The Lady of the Wild Things: Joan Snyder at Rutgers University Review by Lance Esplund
New Brunswick, N.J.
'All the totem-societies in ancient Europe," Robert Graves wrote in his book "The White Goddess," "were under the dominion of the Great Goddess, the Lady of the Wild Things: dances were seasonal and fitted into an annual pattern from which gradually emerges the single grand theme of poetry: the life, death and resurrection of the Spirit of the Year, the Goddess's son and lover." No other contemporary artist more deserves the title the "Lady of the Wild Things" than the abstract painter Joan Snyder, who is being honored with two concurrent retrospectives (one large show of prints and one of three-dozen small paintings) at Rutgers University, her alma mater.

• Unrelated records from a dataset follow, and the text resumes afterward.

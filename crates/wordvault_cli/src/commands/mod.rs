//! CLI command implementations.

pub mod history;
pub mod load;
pub mod query;
pub mod status;
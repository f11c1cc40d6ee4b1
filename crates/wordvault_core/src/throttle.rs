//! Ingestion rate throttle.

use std::thread;
use std::time::{Duration, Instant};

/// Per-unit delay in microseconds applied for each point of load factor.
const BASE_DELAY_MICROS: u64 = 10;

/// Minimum deficit worth sleeping for; below this the throttle keeps
/// accumulating instead of issuing sub-millisecond sleeps.
const MIN_SLEEP: Duration = Duration::from_millis(2);

/// Paces a hot loop so average throughput is inversely proportional
/// to a configured load factor.
///
/// The throttle is amortised: it tracks the target elapsed time for
/// the number of units processed and sleeps only the deficit. Calling
/// [`Throttle::sleep`] once per line costs a clock read when the loop
/// is on or behind schedule, so it is safe at line frequency.
///
/// A factor of 0 disables throttling entirely.
#[derive(Debug)]
pub struct Throttle {
    load_factor: u32,
    started: Instant,
    units: u64,
}

impl Throttle {
    /// Creates a throttle for the given load factor.
    #[must_use]
    pub fn new(load_factor: u32) -> Self {
        Self {
            load_factor,
            started: Instant::now(),
            units: 0,
        }
    }

    /// Restarts the pacing window.
    pub fn reset(&mut self) {
        self.started = Instant::now();
        self.units = 0;
    }

    /// Records one processed unit and sleeps if ahead of schedule.
    pub fn sleep(&mut self) {
        if self.load_factor == 0 {
            return;
        }

        self.units += 1;
        let micros = BASE_DELAY_MICROS
            .saturating_mul(u64::from(self.load_factor))
            .saturating_mul(self.units);
        let target = Duration::from_micros(micros);
        let elapsed = self.started.elapsed();
        if target > elapsed {
            let deficit = target - elapsed;
            if deficit >= MIN_SLEEP {
                thread::sleep(deficit);
            }
        }
    }
}

#[cfg(test)]
mod tests {
    use super::*;

    #[test]
    fn factor_zero_never_sleeps() {
        let mut throttle = Throttle::new(0);
        let start = Instant::now();
        for _ in 0..100_000 {
            throttle.sleep();
        }
        assert!(start.elapsed() < Duration::from_millis(500));
    }

    #[test]
    fn pacing_slows_throughput() {
        // Factor 100 => 1ms per unit => 50 units take at least ~50ms.
        let mut throttle = Throttle::new(100);
        let start = Instant::now();
        for _ in 0..50 {
            throttle.sleep();
        }
        assert!(start.elapsed() >= Duration::from_millis(40));
    }

    #[test]
    fn reset_clears_the_window() {
        let mut throttle = Throttle::new(100);
        for _ in 0..10 {
            throttle.sleep();
        }
        throttle.reset();

        // After reset the first unit owes only one base delay, well
        // below the minimum sleep, so this returns immediately.
        let start = Instant::now();
        throttle.sleep();
        assert!(start.elapsed() < Duration::from_millis(5));
    }
}
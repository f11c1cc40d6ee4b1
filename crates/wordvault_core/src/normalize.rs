//! Line normalization shared by ingestion and the query path.

/// Lines starting with this prefix are treated as in-band comments.
pub const COMMENT_PREFIX: &str = "!#comment:";

/// Normalizes a raw source line into a storable word.
///
/// Returns `None` for lines that carry no word: blank lines and
/// comment lines. Surviving lines are trimmed, case-folded unless the
/// list is case-sensitive, and truncated to `max_length` characters.
#[must_use]
pub fn normalize_line(line: &str, case_sensitive: bool, max_length: usize) -> Option<String> {
    let trimmed = line.trim();
    if trimmed.is_empty() || trimmed.starts_with(COMMENT_PREFIX) {
        return None;
    }

    let word = if case_sensitive {
        trimmed.to_string()
    } else {
        trimmed.to_lowercase()
    };

    if max_length > 0 && word.chars().count() > max_length {
        Some(word.chars().take(max_length).collect())
    } else {
        Some(word)
    }
}
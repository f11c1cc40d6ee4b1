//! Population progress tracking.

use parking_lot::RwLock;
use std::sync::atomic::{AtomicBool, AtomicU64, Ordering};
use std::time::{Duration, Instant};

/// Shared progress state for a population run.
///
/// All counters are atomic and readable while ingestion is in flight;
/// the facade reads them to render the OPENING progress line without
/// touching the engine.
#[derive(Debug)]
pub struct PopulationProgress {
    /// Total source lines, from the pre-scan. 0 while unknown.
    total_lines: AtomicU64,
    /// Source lines consumed so far (including skipped ones).
    seen_lines: AtomicU64,
    /// Lines that produced stored records.
    added: AtomicU64,
    /// Lines filtered out (blank, comment).
    ignored: AtomicU64,
    /// Whether a population run is currently active.
    running: AtomicBool,
    /// Start of the current run.
    started: RwLock<Instant>,
}

impl Default for PopulationProgress {
    fn default() -> Self {
        Self {
            total_lines: AtomicU64::new(0),
            seen_lines: AtomicU64::new(0),
            added: AtomicU64::new(0),
            ignored: AtomicU64::new(0),
            running: AtomicBool::new(false),
            started: RwLock::new(Instant::now()),
        }
    }
}

impl PopulationProgress {
    /// Creates a fresh progress tracker.
    #[must_use]
    pub fn new() -> Self {
        Self::default()
    }

    /// Marks a run as started, seeding the line counters.
    pub(crate) fn start_run(&self, resumed_from: u64) {
        self.seen_lines.store(resumed_from, Ordering::Relaxed);
        self.added.store(0, Ordering::Relaxed);
        self.ignored.store(0, Ordering::Relaxed);
        *self.started.write() = Instant::now();
        self.running.store(true, Ordering::Release);
    }

    /// Marks the run as finished.
    pub(crate) fn finish_run(&self) {
        self.running.store(false, Ordering::Release);
    }

    pub(crate) fn set_total_lines(&self, total: u64) {
        self.total_lines.store(total, Ordering::Relaxed);
    }

    pub(crate) fn record_line(&self, stored: bool) {
        self.seen_lines.fetch_add(1, Ordering::Relaxed);
        if stored {
            self.added.fetch_add(1, Ordering::Relaxed);
        } else {
            self.ignored.fetch_add(1, Ordering::Relaxed);
        }
    }

    /// Whether a population run is active.
    #[must_use]
    pub fn is_running(&self) -> bool {
        self.running.load(Ordering::Acquire)
    }

    /// Lines that produced stored records in the current run.
    #[must_use]
    pub fn added(&self) -> u64 {
        self.added.load(Ordering::Relaxed)
    }

    /// Lines filtered out in the current run.
    #[must_use]
    pub fn ignored(&self) -> u64 {
        self.ignored.load(Ordering::Relaxed)
    }

    /// Elapsed time of the current run.
    #[must_use]
    pub fn elapsed(&self) -> Duration {
        self.started.read().elapsed()
    }

    /// Percentage of the source consumed, when the total is known.
    #[must_use]
    pub fn percent(&self) -> Option<f64> {
        let total = self.total_lines.load(Ordering::Relaxed);
        if total == 0 {
            return None;
        }
        let seen = self.seen_lines.load(Ordering::Relaxed).min(total);
        Some(seen as f64 * 100.0 / total as f64)
    }

    /// Lines per second over the current run.
    #[must_use]
    pub fn rate(&self) -> f64 {
        let elapsed = self.elapsed().as_secs_f64();
        if elapsed <= 0.0 {
            return 0.0;
        }
        let done = self.added.load(Ordering::Relaxed) + self.ignored.load(Ordering::Relaxed);
        done as f64 / elapsed
    }

    /// Estimated time remaining, when total and rate are known.
    #[must_use]
    pub fn eta(&self) -> Option<Duration> {
        let total = self.total_lines.load(Ordering::Relaxed);
        let seen = self.seen_lines.load(Ordering::Relaxed);
        let rate = self.rate();
        if total == 0 || rate <= 0.0 || seen >= total {
            return None;
        }
        Some(Duration::from_secs_f64((total - seen) as f64 / rate))
    }

    /// Human-readable progress summary.
    ///
    /// Example: `42.1% complete, 1534 lines/s, ~3m12s remaining`.
    #[must_use]
    pub fn summary(&self) -> String {
        let rate = self.rate();
        match (self.percent(), self.eta()) {
            (Some(percent), Some(eta)) => format!(
                "{percent:.1}% complete, {rate:.0} lines/s, ~{} remaining",
                format_duration(eta)
            ),
            (Some(percent), None) => {
                format!("{percent:.1}% complete, {rate:.0} lines/s")
            }
            _ => format!("{} lines processed, {rate:.0} lines/s", {
                self.added.load(Ordering::Relaxed) + self.ignored.load(Ordering::Relaxed)
            }),
        }
    }
}

/// Compact `1h2m`, `3m12s`, `45s` rendering.
fn format_duration(d: Duration) -> String {
    let secs = d.as_secs();
    if secs >= 3600 {
        format!("{}h{}m", secs / 3600, (secs % 3600) / 60)
    } else if secs >= 60 {
        format!("{}m{}s", secs / 60, secs % 60)
    } else {
        format!("{secs}s")
    }
}
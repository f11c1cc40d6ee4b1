//! Word-to-record transforms.
//!
//! A transform turns one normalized word into zero or more store
//! key/value pairs. The two variants replace what would otherwise be
//! subclass-supplied storage logic:
//!
//! - [`RecordTransform::Containment`] stores words keyed for
//!   substring-containment queries
//! - [`RecordTransform::SampledIndex`] stores words under sequential
//!   indices for random sampling

use std::collections::BTreeSet;

/// Tagged transform strategy applied to every ingested word.
#[derive(Debug)]
pub enum RecordTransform {
    /// Emit the word's distinct chunks as keys with empty values.
    ///
    /// With `chunk_size == 0` the whole word is the only key. With a
    /// positive chunk size, the keys are the distinct substrings of
    /// exactly `min(chunk_size, word length)` characters, so a query
    /// can probe substrings of its input against exact store keys.
    Containment {
        /// Minimum containment-match length; 0 = whole word.
        chunk_size: usize,
    },
    /// Emit `(index, word)` with a monotonically increasing index.
    SampledIndex {
        /// Next index to assign.
        next_index: u64,
    },
}

impl RecordTransform {
    /// Picks the transform for a list kind.
    #[must_use]
    pub fn for_kind(kind: crate::config::ListKind, chunk_size: usize) -> Self {
        match kind {
            crate::config::ListKind::Containment => Self::Containment { chunk_size },
            crate::config::ListKind::SampledIndex => Self::SampledIndex { next_index: 0 },
        }
    }

    /// Index checkpoint to persist alongside the resume bookmark.
    ///
    /// Always 0 for containment lists; for sampled lists, the next
    /// index to assign, so a resumed run continues numbering exactly
    /// where the committed data left off.
    #[must_use]
    pub fn next_index(&self) -> u64 {
        match self {
            Self::Containment { .. } => 0,
            Self::SampledIndex { next_index } => *next_index,
        }
    }

    /// Applies the transform, appending records to `out`.
    pub fn emit(&mut self, word: &str, out: &mut Vec<(String, String)>) {
        match self {
            Self::Containment { chunk_size } => {
                for chunk in chunks(word, *chunk_size) {
                    out.push((chunk, String::new()));
                }
            }
            Self::SampledIndex { next_index } => {
                out.push((next_index.to_string(), word.to_string()));
                *next_index += 1;
            }
        }
    }
}

/// Distinct stored chunks of a word for a given chunk size.
///
/// Whole word when `chunk_size` is 0 or at least the word length;
/// otherwise every distinct window of exactly `chunk_size` characters.
fn chunks(word: &str, chunk_size: usize) -> BTreeSet<String> {
    let mut out = BTreeSet::new();
    if word.is_empty() {
        return out;
    }

    let char_count = word.chars().count();
    if chunk_size == 0 || chunk_size >= char_count {
        out.insert(word.to_string());
        return out;
    }

    for window in char_windows(word, chunk_size) {
        out.insert(window.to_string());
    }
    out
}

/// All contiguous windows of `len` characters, as subslices.
///
/// Operates on character boundaries so multibyte words never split a
/// code point. Empty when `len` is 0 or exceeds the word length.
pub(crate) fn char_windows(word: &str, len: usize) -> Vec<&str> {
    if len == 0 {
        return Vec::new();
    }
    let mut boundaries: Vec<usize> = word.char_indices().map(|(i, _)| i).collect();
    boundaries.push(word.len());

    let char_count = boundaries.len() - 1;
    if len > char_count {
        return Vec::new();
    }

    (0..=char_count - len)
        .map(|i| &word[boundaries[i]..boundaries[i + len]])
        .collect()
}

A 2007 MacArthur Foundation fellow, Ms. Snyder (b. 1940) is an autobiographical and confessional artist—a hot-blooded romantic and a no-holds-barred expressionist who embraces anything and everything (crafts and children's art; Mondrian and graffiti). Her subjects range from love, death, sorrow, motherhood, sex and disease to feminism, war, politics, the body and the landscape. Although primarily a painter, Ms. Snyder works in bas-relief with collaged materials—herbs, earth, straw, sticks and flowers; plastic fruit, silk, spikes, plaster, papier-mâché, velvet and glitter. As a devout traditionalist who believes that content is expressed through form, however, she rarely allows her passions to overwhelm her pictures.
Ms. Snyder's work is as much about the rituals and inwardness of man as it is about the movements and appearances of nature. Her forms resemble moons, pools, jewels, nests, blossoms and wounds; every part and fluid of the human body; and her pictures suggest totems, altars, masks, fields and illuminated manuscripts. An alchemist at the easel who transforms her feelings into works of primitivistic power, Ms. Snyder is probably the closest thing we have in Western art to a witchdoctor or shaman.

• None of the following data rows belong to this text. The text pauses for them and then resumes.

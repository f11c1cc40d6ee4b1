//! # wordvault core
//!
//! Word-list ingestion and query engine.
//!
//! This crate provides:
//! - Resumable, throttled, adaptively-batched bulk loading of word
//!   lists from compressed sources into a namespaced key-value store
//! - Substring-containment and exact-membership queries over the
//!   stored words
//! - A salted, iteratively-hashed history store with periodic
//!   background expiration
//!
//! The backing store is supplied by the caller through the
//! [`wordvault_store::KeyValueStore`] trait.

#![deny(unsafe_code)]
#![warn(missing_docs)]

mod batch;
mod checksum;
mod clock;
mod config;
mod error;
mod history;
mod ingest;
mod meta;
mod normalize;
mod progress;
mod query;
mod source;
mod state;
mod throttle;
mod transform;
mod wordstore;

pub use batch::{BatchSizer, BatchTuning};
pub use checksum::SourceChecksum;
pub use clock::{Clock, ManualClock, SystemClock};
pub use config::{HistoryConfig, ListKind, WordlistConfig};
pub use error::{CoreError, CoreResult};
pub use history::HistoryStore;
pub use ingest::IngestionEngine;
pub use meta::{IngestStatus, MetaRecord};
pub use progress::PopulationProgress;
pub use source::SourceReader;
pub use state::{HealthRecord, HealthSeverity, StoreState};
pub use throttle::Throttle;
pub use transform::RecordTransform;
pub use wordstore::WordStore;

/// Crate version string.
pub const VERSION: &str = env!("CARGO_PKG_VERSION");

In 2006, Ms. Snyder was given a painting retrospective at the Jewish Museum. That well-deserved show had its merits. But it was too small and included no prints, which is why these two exhibitions are so welcome. Both commence in 1963, during the artist's student days, before she was an abstract painter. Installed chronologically and thematically, the print show includes unique hand-colored monoprints, progressive prints and variant impressions. The exhibition, beautifully chosen and arranged by Marilyn Symmes, is accompanied by a lavish monograph (DelMonico Books/Prestel and the Zimmerli Art Museum) devoted to Ms. Snyder's print oeuvre.

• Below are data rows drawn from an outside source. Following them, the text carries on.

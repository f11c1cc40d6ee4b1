//! Adaptive commit batch sizing.

use std::time::Duration;

/// Bounds and latency target for adaptive batching.
#[derive(Debug, Clone, Copy)]
pub struct BatchTuning {
    /// Smallest allowed batch.
    pub min: usize,
    /// Largest allowed batch.
    pub max: usize,
    /// Commit latency the sizer steers toward.
    pub target_latency: Duration,
}

impl Default for BatchTuning {
    fn default() -> Self {
        Self {
            min: 100,
            max: 10_000,
            target_latency: Duration::from_millis(100),
        }
    }
}

/// Keeps store commits inside a bounded latency window.
///
/// After every commit the observed duration nudges the next batch
/// size toward the target latency, proportionally and damped, clamped
/// to the configured bounds. Record size variance is thereby absorbed
/// into batch size instead of commit latency.
#[derive(Debug)]
pub struct BatchSizer {
    tuning: BatchTuning,
    current: usize,
}

/// A single adjustment never more than halves or doubles the batch.
const MAX_STEP: f64 = 2.0;
const MIN_STEP: f64 = 0.5;

impl BatchSizer {
    /// Creates a sizer starting at the minimum batch size.
    #[must_use]
    pub fn new(tuning: BatchTuning) -> Self {
        Self {
            current: tuning.min,
            tuning,
        }
    }

    /// Returns the batch size to use for the next commit.
    #[must_use]
    pub fn current(&self) -> usize {
        self.current
    }

    /// Feeds back an observed commit duration.
    pub fn record_commit(&mut self, observed: Duration) {
        let observed = observed.max(Duration::from_micros(1));
        let ratio = self.tuning.target_latency.as_secs_f64() / observed.as_secs_f64();
        let ratio = ratio.clamp(MIN_STEP, MAX_STEP);
        let next = (self.current as f64 * ratio).round() as usize;
        self.current = next.clamp(self.tuning.min, self.tuning.max);
    }
}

The print show opens with early woodcuts reminiscent of German Expressionism, as well as Matisse's spare, linear ink drawings. Quickly, however, she makes a leap, seemingly through Kandinsky, to the synesthetic, abstract world of pure color movements. Working against the medium of printmaking (more as a painter than a graphic artist), Ms. Snyder incorporates words, images, colors and symbols until they are subsumed and then resurrected in a pictorial world that is solely her own.